Reactions: Like 3 | Winner 2


----------



## Richio (23/11/17)



Reactions: Like 3 | Winner 5


----------



## Richio (23/11/17)

OP Updated, Full flavour listing will be available later today.

Reactions: Like 4


----------



## Eclipzct (23/11/17)

Holy!! I'm waking up early tomorrow! ️


Sent from my iPhone using Tapatalk

Reactions: Like 1


----------



## kabir499 (23/11/17)

Richio said:


>


Just a question, per variant...
Does it mean 2 of each Flavour.
So two of the same only per customer?

TIA

Sent from my SM-A520F using Tapatalk

Reactions: Like 1


----------



## Hallucinated_ (23/11/17)

kabir499 said:


> Just a question, per variant...
> Does it mean 2 of each Flavour.
> So two of the same only per customer?
> 
> ...


See page one, q&a have been posted there.

Reactions: Like 2


----------



## kabir499 (23/11/17)

Hallucinated_ said:


> See page one, q&a have been posted there.


Ahh I see!
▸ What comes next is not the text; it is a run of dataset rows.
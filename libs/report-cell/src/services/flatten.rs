use chrono::{DateTime, NaiveDate, NaiveDateTime, NaiveTime};
use serde_json::Value;

use crate::models::{FlatRow, InsurancePolicy, InsuranceProfile, NA};

// Projection of raw vendor records into `FlatRow`s. Everything here is
// total and pure: extraction returns options, parse failures are
// swallowed, and "N/A" is applied exactly once, at this boundary.

/// Non-empty string field, trimmed.
pub fn value_str(record: &Value, key: &str) -> Option<String> {
    record
        .get(key)
        .and_then(Value::as_str)
        .map(str::trim)
        .filter(|s| !s.is_empty())
        .map(str::to_owned)
}

/// String or number field rendered as text. Used for identifiers that some
/// responses carry as numbers and others as strings.
pub fn value_display(record: &Value, key: &str) -> Option<String> {
    match record.get(key)? {
        Value::String(s) if !s.trim().is_empty() => Some(s.trim().to_string()),
        Value::Number(n) => Some(n.to_string()),
        _ => None,
    }
}

fn na(value: Option<String>) -> String {
    value.unwrap_or_else(|| NA.to_string())
}

fn parse_timestamp(raw: &str) -> Option<NaiveDateTime> {
    if let Ok(parsed) = DateTime::parse_from_rfc3339(raw) {
        return Some(parsed.naive_utc());
    }
    if let Ok(parsed) = NaiveDateTime::parse_from_str(raw, "%Y-%m-%dT%H:%M:%S%.f") {
        return Some(parsed);
    }
    NaiveDate::parse_from_str(raw, "%Y-%m-%d")
        .map(|date| date.and_time(NaiveTime::MIN))
        .ok()
}

/// `YYYY-MM-DD`, or `None` when the input is not a recognizable timestamp.
pub fn format_date(raw: &str) -> Option<String> {
    parse_timestamp(raw).map(|dt| dt.format("%Y-%m-%d").to_string())
}

/// `YYYY-MM-DD HH:MM:SS`, or `None` when the input is not a recognizable
/// timestamp.
pub fn format_datetime(raw: &str) -> Option<String> {
    parse_timestamp(raw).map(|dt| dt.format("%Y-%m-%d %H:%M:%S").to_string())
}

/// First/middle/last joined by single spaces, empty parts skipped. `None`
/// when all parts are empty so callers can fall back to a full-name field.
pub fn compose_name(
    first: Option<&str>,
    middle: Option<&str>,
    last: Option<&str>,
) -> Option<String> {
    let name = [first, middle, last]
        .into_iter()
        .flatten()
        .map(str::trim)
        .filter(|part| !part.is_empty())
        .collect::<Vec<_>>()
        .join(" ");
    if name.is_empty() {
        None
    } else {
        Some(name)
    }
}

/// One line per transcript, `date - encounter type`, joined with `"; "`.
/// `None` when there are no transcripts.
pub fn summarize_transcripts(transcripts: &[Value]) -> Option<String> {
    if transcripts.is_empty() {
        return None;
    }
    let lines: Vec<String> = transcripts
        .iter()
        .map(|t| {
            format!(
                "{} - {}",
                na(value_str(t, "dateOfServiceLocal")),
                na(value_str(t, "encounterTypeEncounterEventTypeName"))
            )
        })
        .collect();
    Some(lines.join("; "))
}

fn policy_fields(
    policy: Option<&InsurancePolicy>,
    coarse_plan: Option<String>,
    coarse_number: Option<String>,
) -> (String, String) {
    let plan = policy
        .and_then(|p| p.plan_name.clone())
        .or(coarse_plan);
    let number = policy
        .and_then(|p| p.policy_number.clone())
        .or(coarse_number);
    (na(plan), na(number))
}

/// Flattens one Tebra worklist appointment. Total: any input record,
/// including one with no recognizable fields, yields a fully populated row.
pub fn flatten_appointment(
    appointment: &Value,
    patient_id: Option<i64>,
    mode: Option<&str>,
    insurance: Option<&InsuranceProfile>,
) -> FlatRow {
    let name = compose_name(
        value_str(appointment, "patientFirstName").as_deref(),
        value_str(appointment, "patientMiddleName").as_deref(),
        value_str(appointment, "patientLastName").as_deref(),
    )
    .or_else(|| value_str(appointment, "patientFullName"));

    let (primary_insurance, primary_policy_number) = policy_fields(
        insurance.and_then(|i| i.primary.as_ref()),
        value_str(appointment, "primaryInsurancePlanName"),
        value_str(appointment, "primaryInsurancePolicyNumber"),
    );
    let (secondary_insurance, secondary_policy_number) = policy_fields(
        insurance.and_then(|i| i.secondary.as_ref()),
        value_str(appointment, "secondaryInsurancePlanName"),
        value_str(appointment, "secondaryInsurancePolicyNumber"),
    );

    FlatRow {
        appointment_id: na(value_display(appointment, "pmAppointmentId")),
        patient_id: na(patient_id.map(|id| id.to_string())),
        patient_guid: na(value_str(appointment, "patientGuid")),
        patient_name: na(name),
        dob: na(value_str(appointment, "patientDoB").and_then(|raw| format_date(&raw))),
        phone: na(value_str(appointment, "patientMobilePhone")
            .or_else(|| value_str(appointment, "patientHomePhone"))),
        provider: na(value_str(appointment, "providerFullName")),
        appointment_type: na(value_str(appointment, "appointmentReasonName")),
        appointment_mode: na(mode.map(str::to_owned)),
        start_time: na(
            value_str(appointment, "appointmentStart").and_then(|raw| format_datetime(&raw))
        ),
        end_time: na(value_str(appointment, "appointmentEnd").and_then(|raw| format_datetime(&raw))),
        status: na(value_str(appointment, "appointmentStatus")),
        primary_insurance,
        primary_policy_number,
        secondary_insurance,
        secondary_policy_number,
        transcripts: NA.to_string(),
    }
}

/// Flattens one Practice Fusion scheduled event. The vendor sends
/// `startAtDateTimeFlt` already formatted for display, so it passes through
/// as plain text rather than being re-parsed.
pub fn flatten_scheduled_event(
    event: &Value,
    insurance: Option<&InsuranceProfile>,
    transcripts: Option<&str>,
    phone_backfill: Option<&str>,
) -> FlatRow {
    let (primary_insurance, primary_policy_number) = policy_fields(
        insurance.and_then(|i| i.primary.as_ref()),
        None,
        None,
    );
    let (secondary_insurance, secondary_policy_number) = policy_fields(
        insurance.and_then(|i| i.secondary.as_ref()),
        None,
        None,
    );

    FlatRow {
        appointment_id: na(value_str(event, "appointmentGuid")),
        patient_id: NA.to_string(),
        patient_guid: na(value_str(event, "patientPracticeGuid")),
        patient_name: na(value_str(event, "patientName")),
        dob: na(
            value_str(event, "patientDateOfBirthDateTime").and_then(|raw| format_date(&raw))
        ),
        phone: na(value_str(event, "patientMobilePhone")
            .or_else(|| phone_backfill.map(str::to_owned))),
        provider: na(value_str(event, "providerName")),
        appointment_type: na(value_str(event, "appointmentTypeName")),
        appointment_mode: NA.to_string(),
        start_time: na(value_str(event, "startAtDateTimeFlt")),
        end_time: NA.to_string(),
        status: na(value_str(event, "status")),
        primary_insurance,
        primary_policy_number,
        secondary_insurance,
        secondary_policy_number,
        transcripts: na(transcripts.map(str::to_owned)),
    }
}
Thanks mate!

Sent from my SM-A520F using Tapatalk

Reactions: Like 1


----------



## Richio (23/11/17)

kabir499 said:


> Just a question, per variant...
> Does it mean 2 of each Flavour.
> So two of the same only per customer?
> 
> ...



Hi @kabir499 

Just to make sure everyone is on the same page. It's 2 per customer per flavour.

Reactions: Like 2


----------



## kabir499 (23/11/17)

Richio said:


> Hi @kabir499
> 
> Just to make sure everyone is on the same page. It's 2 per customer per flavour.


Dankie!

Sent from my SM-A520F using Tapatalk

Reactions: Like 1


----------



## Eclipzct (23/11/17)

Richio said:


> OP Updated, Full flavour listing will be available later today.



Looking forward to it! TX.️


Sent from my iPhone using Tapatalk

Reactions: Like 1


----------



## vicTor (23/11/17)

hi, to be sure, just R5 for 1 litre of VG ???

Reactions: Like 1


----------



## Richio (23/11/17)

Hi @vicTor 

That is correct

Reactions: Like 3 | Winner 3


----------



## vicTor (23/11/17)

Richio said:


> Hi @vicTor
> 
> That is correct



very good !

Reactions: Like 2 | Winner 1


----------



## Richio (23/11/17)

*- Click Here for the list of Flavours on Promotion -*​

Reactions: Like 1 | Winner 3


----------



## TheV (23/11/17)

Richio said:


> *- Click Here for the list of Flavours on Promotion -*​


Oh my word ... my credit card already hates you @Richio 


Tomorrow is going to be EPIC!!!

Reactions: Agree 1 | Funny 1


----------



## Shatter (23/11/17)

Now to hope that my pay gets in before 7:00PM

Reactions: Like 1


----------



## Gonzilla (24/11/17)

Morning gents, got my list ready but not seeing the 10% discount on the non-special flavors. Does it reflect on checkout or should I wait before finalizing order?

Reactions: Like 1


----------



## Richio (24/11/17)

Morning @Gonzilla 

System was abit back logged but all is well now and it should reflect

Reactions: Like 1


----------



## Gonzilla (24/11/17)

Richio said:


> Morning @Gonzilla
> 
> System was abit back logged but all is well now and it should reflect



Yeah all showing on refresh, thanks again!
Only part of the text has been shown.